Die Polizeiliche Kriminalstatistik (PKS) verzeichnete für das Jahr 2017 bundesweit 1453 antisemitische Straftaten in Deutschland. Rias hält die Aussagekraft der PKS jedoch für begrenzt. Die Dunkelziffer sei hoch, oft erkenne die Polizei nicht, dass es sich um eine antisemitische Straftat handele. Viele Opfer vermieden zudem den Schritt zur Polizei, weil sie sich davon ohnehin keinen Erfolg erhoffen. Ein Großteil der antisemitischen Erfahrungen erfülle zudem keinen Straftatbestand, sei für die Opfer aber dennoch traumatisierend.
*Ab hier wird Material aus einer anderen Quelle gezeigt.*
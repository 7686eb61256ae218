// src/action.rs

//! The external reinstall action
//!
//! `ReinstallAction` is the seam between the orchestrator and the package
//! manager. An action reports every privileged command it attempts through a
//! sink before it returns, so the orchestrator can record them while the
//! action is still running.
//!
//! `BrewReinstall` drives `brew reinstall --cask --verbose --debug` and
//! recognizes sudo invocations in its output:
//!
//! - stdin is closed so a password prompt fails instead of hanging
//! - stdout and stderr are drained by two reader threads into one channel
//! - every line is appended to the install log
//! - a hung reinstall is killed after the configured timeout

use crate::error::{Error, Result};
use crate::intercept::{RUN_HEADER_PREFIX, parse_privileged_line};
use std::fs::{File, OpenOptions};
use std::io::{BufRead, BufReader, Read, Write};
use std::path::Path;
use std::process::{Child, Command, Stdio};
use std::sync::mpsc::{self, Receiver, RecvTimeoutError, Sender};
use std::thread::{self, JoinHandle};
use std::time::{Duration, Instant};
use tracing::{debug, info, warn};
use wait_timeout::ChildExt;

/// Default limit for one reinstall (one hour)
pub const DEFAULT_TIMEOUT: Duration = Duration::from_secs(3600);

/// Fixed install log filename inside the working directory
pub const INSTALL_LOG_FILE: &str = "reinstall_casks_install.log";

/// Receiver of intercepted privileged commands
pub type CommandSink<'a> = dyn FnMut(Vec<String>) -> Result<()> + 'a;

/// Result of one reinstall attempt
#[derive(Debug, Clone, PartialEq, Eq)]
pub enum ActionOutcome {
    Succeeded,
    Failed { reason: String },
}

impl ActionOutcome {
    pub fn failed(reason: impl Into<String>) -> Self {
        Self::Failed {
            reason: reason.into(),
        }
    }

    pub fn is_success(&self) -> bool {
        matches!(self, Self::Succeeded)
    }
}

/// Something that can reinstall a package and report its privileged commands
pub trait ReinstallAction: Send + Sync {
    /// Reinstall `package`, passing each attempted privileged command to
    /// `sink` in the order it was attempted.
    ///
    /// A non-zero exit or a timeout is an `Ok(Failed)` outcome; `Err` is
    /// reserved for failures to run the action at all.
    fn reinstall(&mut self, package: &str, sink: &mut CommandSink<'_>) -> Result<ActionOutcome>;

    /// Download the installer for `package` without installing it.
    /// Returns whether the download succeeded.
    fn fetch(&self, package: &str) -> Result<bool>;
}

/// Reinstall through the brew command line
pub struct BrewReinstall {
    brew: String,
    timeout: Duration,
    install_log: Option<File>,
}

impl BrewReinstall {
    pub fn new(brew: impl Into<String>) -> Self {
        Self {
            brew: brew.into(),
            timeout: DEFAULT_TIMEOUT,
            install_log: None,
        }
    }

    pub fn with_timeout(mut self, timeout: Duration) -> Self {
        self.timeout = timeout;
        self
    }

    /// Append all reinstall output to `path`
    pub fn with_install_log(mut self, path: &Path) -> Result<Self> {
        let file = OpenOptions::new().create(true).append(true).open(path)?;
        self.install_log = Some(file);
        Ok(self)
    }

    fn log_line(&mut self, line: &str) -> Result<()> {
        if let Some(log) = self.install_log.as_mut() {
            writeln!(log, "{}", line)?;
        }
        Ok(())
    }

    /// Forward output lines until both streams close or the deadline passes.
    /// Returns true on timeout.
    fn pump(
        &mut self,
        rx: &Receiver<String>,
        deadline: Instant,
        sink: &mut CommandSink<'_>,
    ) -> Result<bool> {
        loop {
            let remaining = deadline.saturating_duration_since(Instant::now());
            if remaining.is_zero() {
                return Ok(true);
            }
            match rx.recv_timeout(remaining) {
                Ok(line) => {
                    self.log_line(&line)?;
                    if let Some(argv) = parse_privileged_line(&line) {
                        sink(argv)?;
                    }
                }
                Err(RecvTimeoutError::Timeout) => return Ok(true),
                Err(RecvTimeoutError::Disconnected) => return Ok(false),
            }
        }
    }

    fn timed_out(&self, package: &str, child: &mut Child) -> ActionOutcome {
        warn!(
            "Reinstall of {} timed out after {} seconds, killing it",
            package,
            self.timeout.as_secs()
        );
        let _ = child.kill();
        let _ = child.wait();
        ActionOutcome::failed(format!("timed out after {} seconds", self.timeout.as_secs()))
    }
}

impl ReinstallAction for BrewReinstall {
    fn reinstall(&mut self, package: &str, sink: &mut CommandSink<'_>) -> Result<ActionOutcome> {
        let args = ["reinstall", "--cask", "--verbose", "--debug", package];
        let header = format!("{}{} {}", RUN_HEADER_PREFIX, self.brew, args.join(" "));
        info!("{}", header);
        self.log_line("")?;
        self.log_line(&header)?;
        if let Some(log) = self.install_log.as_mut() {
            log.flush()?;
        }

        let mut child = Command::new(&self.brew)
            .args(args)
            .stdin(Stdio::null())
            .stdout(Stdio::piped())
            .stderr(Stdio::piped())
            .spawn()
            .map_err(|e| Error::ActionError(format!("failed to spawn {}: {}", self.brew, e)))?;

        let (tx, rx) = mpsc::channel();
        let mut readers = Vec::with_capacity(2);
        if let Some(stdout) = child.stdout.take() {
            readers.push(spawn_reader(stdout, tx.clone()));
        }
        if let Some(stderr) = child.stderr.take() {
            readers.push(spawn_reader(stderr, tx.clone()));
        }
        drop(tx);

        let deadline = Instant::now() + self.timeout;
        let pumped = self.pump(&rx, deadline, sink);
        if let Some(log) = self.install_log.as_mut() {
            let _ = log.flush();
        }

        match pumped {
            Err(e) => {
                let _ = child.kill();
                let _ = child.wait();
                return Err(e);
            }
            // Reader threads are left behind: a grandchild may still hold the pipes
            Ok(true) => return Ok(self.timed_out(package, &mut child)),
            Ok(false) => {}
        }

        let remaining = deadline.saturating_duration_since(Instant::now());
        let status = match child.wait_timeout(remaining)? {
            Some(status) => status,
            None => return Ok(self.timed_out(package, &mut child)),
        };
        for reader in readers {
            let _ = reader.join();
        }

        if status.success() {
            debug!("brew reinstall {} exited successfully", package);
            Ok(ActionOutcome::Succeeded)
        } else {
            let reason = match status.code() {
                Some(code) => format!("exit code {}", code),
                None => "terminated by signal".to_string(),
            };
            Ok(ActionOutcome::failed(reason))
        }
    }

    fn fetch(&self, package: &str) -> Result<bool> {
        debug!("{} fetch --cask {}", self.brew, package);
        let status = Command::new(&self.brew)
            .args(["fetch", "--cask", package])
            .stdin(Stdio::null())
            .stdout(Stdio::null())
            .stderr(Stdio::null())
            .status()
            .map_err(|e| Error::ActionError(format!("failed to spawn {}: {}", self.brew, e)))?;
        Ok(status.success())
    }
}

/// Send each line of `stream` down `tx`, lossily decoded
fn spawn_reader<R: Read + Send + 'static>(stream: R, tx: Sender<String>) -> JoinHandle<()> {
    thread::spawn(move || {
        let mut reader = BufReader::new(stream);
        let mut buf = Vec::new();
        loop {
            buf.clear();
            match reader.read_until(b'\n', &mut buf) {
                Ok(0) | Err(_) => break,
                Ok(_) => {
                    let line = String::from_utf8_lossy(&buf);
                    let line = line.trim_end_matches(['\n', '\r']).to_string();
                    if tx.send(line).is_err() {
                        break;
                    }
                }
            }
        }
    })
}

#[cfg(test)]
mod tests {
    use super::*;
    use std::fs;
    use std::os::unix::fs::PermissionsExt;
    use tempfile::TempDir;

    /// Write an executable stand-in for brew
    fn fake_brew(dir: &Path, body: &str) -> String {
        let path = dir.join("brew");
        fs::write(&path, format!("#!/bin/sh\n{}\n", body)).unwrap();
        fs::set_permissions(&path, fs::Permissions::from_mode(0o755)).unwrap();
        path.to_string_lossy().into_owned()
    }

    #[test]
    fn test_privileged_lines_reach_sink() {
        let dir = TempDir::new().unwrap();
        let brew = fake_brew(
            dir.path(),
            r#"echo "==> Downloading $5"
echo "==> /usr/bin/sudo -E -- /bin/rm -rf /Applications/Alpha.app"
echo "==> /usr/bin/sudo -E -- /usr/sbin/installer -pkg /tmp/a.pkg -target /" >&2
exit 0"#,
        );
        let log_path = dir.path().join(INSTALL_LOG_FILE);
        let mut action = BrewReinstall::new(brew).with_install_log(&log_path).unwrap();

        let mut seen = Vec::new();
        let outcome = action
            .reinstall("alpha", &mut |argv| {
                seen.push(argv);
                Ok(())
            })
            .unwrap();

        assert_eq!(outcome, ActionOutcome::Succeeded);
        let commands: Vec<_> = seen.iter().map(|a| a[0].as_str()).collect();
        assert_eq!(seen.len(), 2);
        assert!(commands.contains(&"/bin/rm"));
        assert!(commands.contains(&"/usr/sbin/installer"));

        let log = fs::read_to_string(&log_path).unwrap();
        assert!(log.contains("Running command: "));
        assert!(log.contains("reinstall --cask --verbose --debug alpha"));
        assert!(log.contains("==> Downloading alpha"));
    }

    #[test]
    fn test_nonzero_exit_is_failed_outcome() {
        let dir = TempDir::new().unwrap();
        let brew = fake_brew(dir.path(), "exit 3");
        let mut action = BrewReinstall::new(brew);
        let outcome = action.reinstall("beta", &mut |_| Ok(())).unwrap();
        assert_eq!(outcome, ActionOutcome::failed("exit code 3"));
    }

    #[test]
    fn test_timeout_kills_action() {
        let dir = TempDir::new().unwrap();
        let brew = fake_brew(dir.path(), "exec sleep 30");
        let mut action = BrewReinstall::new(brew).with_timeout(Duration::from_millis(200));
        let started = Instant::now();
        let outcome = action.reinstall("slow", &mut |_| Ok(())).unwrap();
        assert!(!outcome.is_success());
        assert!(started.elapsed() < Duration::from_secs(10));
    }

    #[test]
    fn test_missing_binary_is_error() {
        let mut action = BrewReinstall::new("/nonexistent/brew");
        assert!(action.reinstall("alpha", &mut |_| Ok(())).is_err());
    }

    #[test]
    fn test_fetch_reports_status() {
        let dir = TempDir::new().unwrap();
        let brew = fake_brew(dir.path(), r#"[ "$3" = "good" ]"#);
        let action = BrewReinstall::new(brew);
        assert!(action.fetch("good").unwrap());
        assert!(!action.fetch("bad").unwrap());
    }
}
Nicht alle Berliner Juden sehen Bildungsprogramme wie jenes von Naale positiv. Dass viele gut ausgebildete junge Menschen Deutschland verlassen, sehen auch einige Berliner Juden kritisch. Wenn diese Jugend auswandere, schwäche das die jüdischen Gemeinschaften in den jeweiligen Ländern.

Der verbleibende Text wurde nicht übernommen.